本文除了maven依赖外,没有其他依赖。
本文需要有kafka的运行环境。
本文更详细的内容可参考文章:
17、Flink 之Table API: Table API 支持的操作(1)17、Flink 之Table API: Table API 支持的操作(2)
本文maven依赖参考文章:【flink番外篇】9、Flink Table API 支持的操作示例(1)-通过Table API和SQL创建表 中的依赖,为节省篇幅不再赘述。
二、示例:时态表的join(scala版本)
该示例来源于:https://developer.aliyun.com/article/679659
假设有一张订单表Orders和一张汇率表Rates,那么订单来自于不同的地区,所以支付的币种各不一样,那么假设需要统计每个订单在下单时候Yen币种对应的金额。
1)、统计需求对应的SQL
SELECT o.currency, o.amount, r.rate
o.amount * r.rate AS yen_amount
FROM
Orders AS o,
LATERAL TABLE (Rates(o.rowtime)) AS r
WHERE r.currency = o.currency
2)、Without connnector 实现代码
object TemporalTableJoinTest {
def main(args: Array[String]): Unit = {
val env = StreamExecutionEnvironment.getExecutionEnvironment
val tEnv = TableEnvironment.getTableEnvironment(env)
env.setParallelism(1)
// 设置时间类型是 event-time env.setStreamTimeCharacteristic(TimeCharacteristic.EventTime)
// 构造订单数据
val ordersData = new mutable.MutableList[(Long, String, Timestamp)]

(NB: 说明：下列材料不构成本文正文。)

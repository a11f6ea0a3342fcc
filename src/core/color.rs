//! Player colors and per-color data storage.
//!
//! ## Color
//!
//! The four fixed colors. Declaration order is turn order:
//! Red, Green, Yellow, Blue, then back to Red.
//!
//! ## ColorMap
//!
//! Per-color storage backed by a fixed array for O(1) access.
//! Supports iteration and indexing by `Color`.

use serde::{Deserialize, Serialize};
use std::ops::{Index, IndexMut};

/// One of the four player colors.
#[derive(Clone, Copy, Debug, PartialEq, Eq, PartialOrd, Ord, Hash, Serialize, Deserialize)]
pub enum Color {
    Red,
    Green,
    Yellow,
    Blue,
}

impl Color {
    /// All colors in turn order.
    pub const ALL: [Color; 4] = [Color::Red, Color::Green, Color::Yellow, Color::Blue];

    /// Number of colors in a game.
    pub const COUNT: usize = 4;

    /// Get the 0-based turn-order index.
    #[must_use]
    pub const fn index(self) -> usize {
        self as usize
    }

    /// Get the color at a turn-order index, wrapping around.
    #[must_use]
    pub const fn from_index(index: usize) -> Self {
        Self::ALL[index % Self::COUNT]
    }

    /// The color that plays after this one.
    ///
    /// ```
    /// use ludo_engine::core::Color;
    ///
    /// assert_eq!(Color::Red.next(), Color::Green);
    /// assert_eq!(Color::Blue.next(), Color::Red);
    /// ```
    #[must_use]
    pub const fn next(self) -> Self {
        Self::from_index(self.index() + 1)
    }

    /// Iterate over the other three colors, in turn order starting after this one.
    pub fn opponents(self) -> impl Iterator<Item = Color> {
        (1..Self::COUNT).map(move |offset| Self::from_index(self.index() + offset))
    }

    /// Display name.
    #[must_use]
    pub const fn name(self) -> &'static str {
        match self {
            Color::Red => "Red",
            Color::Green => "Green",
            Color::Yellow => "Yellow",
            Color::Blue => "Blue",
        }
    }
}

impl std::fmt::Display for Color {
    fn fmt(&self, f: &mut std::fmt::Formatter<'_>) -> std::fmt::Result {
        f.write_str(self.name())
    }
}

/// Per-color data storage with O(1) access.
///
/// Always holds exactly one entry per color.
///
/// ## Example
///
/// ```
/// use ludo_engine::core::{Color, ColorMap};
///
/// let mut captures: ColorMap<u32> = ColorMap::with_value(0);
/// captures[Color::Yellow] += 1;
///
/// assert_eq!(captures[Color::Yellow], 1);
/// assert_eq!(captures[Color::Red], 0);
/// ```
#[derive(Clone, Debug, PartialEq, Eq, Hash, Serialize, Deserialize)]
pub struct ColorMap<T> {
    data: [T; Color::COUNT],
}

impl<T> ColorMap<T> {
    /// Create a new ColorMap with values from a factory function.
    pub fn new(factory: impl Fn(Color) -> T) -> Self {
        Self {
            data: Color::ALL.map(factory),
        }
    }

    /// Create a new ColorMap with all entries set to the same value.
    pub fn with_value(value: T) -> Self
    where
        T: Clone,
    {
        Self::new(|_| value.clone())
    }

    /// Create a new ColorMap with default values.
    pub fn with_default() -> Self
    where
        T: Default,
    {
        Self::new(|_| T::default())
    }

    /// Get a reference to a color's data.
    #[must_use]
    pub fn get(&self, color: Color) -> &T {
        &self.data[color.index()]
    }

    /// Get a mutable reference to a color's data.
    pub fn get_mut(&mut self, color: Color) -> &mut T {
        &mut self.data[color.index()]
    }

    /// Iterate over (Color, &T) pairs in turn order.
    pub fn iter(&self) -> impl Iterator<Item = (Color, &T)> {
        Color::ALL.into_iter().zip(self.data.iter())
    }

    /// Iterate over (Color, &mut T) pairs in turn order.
    pub fn iter_mut(&mut self) -> impl Iterator<Item = (Color, &mut T)> {
        Color::ALL.into_iter().zip(self.data.iter_mut())
    }
}

impl<T> Index<Color> for ColorMap<T> {
    type Output = T;

    fn index(&self, color: Color) -> &Self::Output {
        self.get(color)
    }
}

impl<T> IndexMut<Color> for ColorMap<T> {
    fn index_mut(&mut self, color: Color) -> &mut Self::Output {
        self.get_mut(color)
    }
}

ordersData.+=((2L, "Euro", new Timestamp(2L)))
ordersData.+=((1L, "US Dollar", new Timestamp(3L)))
ordersData.+=((50L, "Yen", new Timestamp(4L)))
ordersData.+=((3L, "Euro", new Timestamp(5L)))
//构造汇率数据
val ratesHistoryData = new mutable.MutableList[(String, Long, Timestamp)]
ratesHistoryData.+=(("US Dollar", 102L, new Timestamp(1L)))
ratesHistoryData.+=(("Euro", 114L, new Timestamp(1L)))
ratesHistoryData.+=(("Yen", 1L, new Timestamp(1L)))
ratesHistoryData.+=(("Euro", 116L, new Timestamp(5L)))
ratesHistoryData.+=(("Euro", 119L, new Timestamp(7L)))
// 进行订单表 event-time 的提取
val orders = env
.fromCollection(ordersData)
.assignTimestampsAndWatermarks(new OrderTimestampExtractor[Long, String]())
.toTable(tEnv, 'amount, 'currency, 'rowtime.rowtime)
// 进行汇率表 event-time 的提取
val ratesHistory = env
.fromCollection(ratesHistoryData)
.assignTimestampsAndWatermarks(new OrderTimestampExtractor[String, Long]())
.toTable(tEnv, 'currency, 'rate, 'rowtime.rowtime)
// 注册订单表和汇率表
tEnv.registerTable("Orders", orders)
tEnv.registerTable("RatesHistory", ratesHistory)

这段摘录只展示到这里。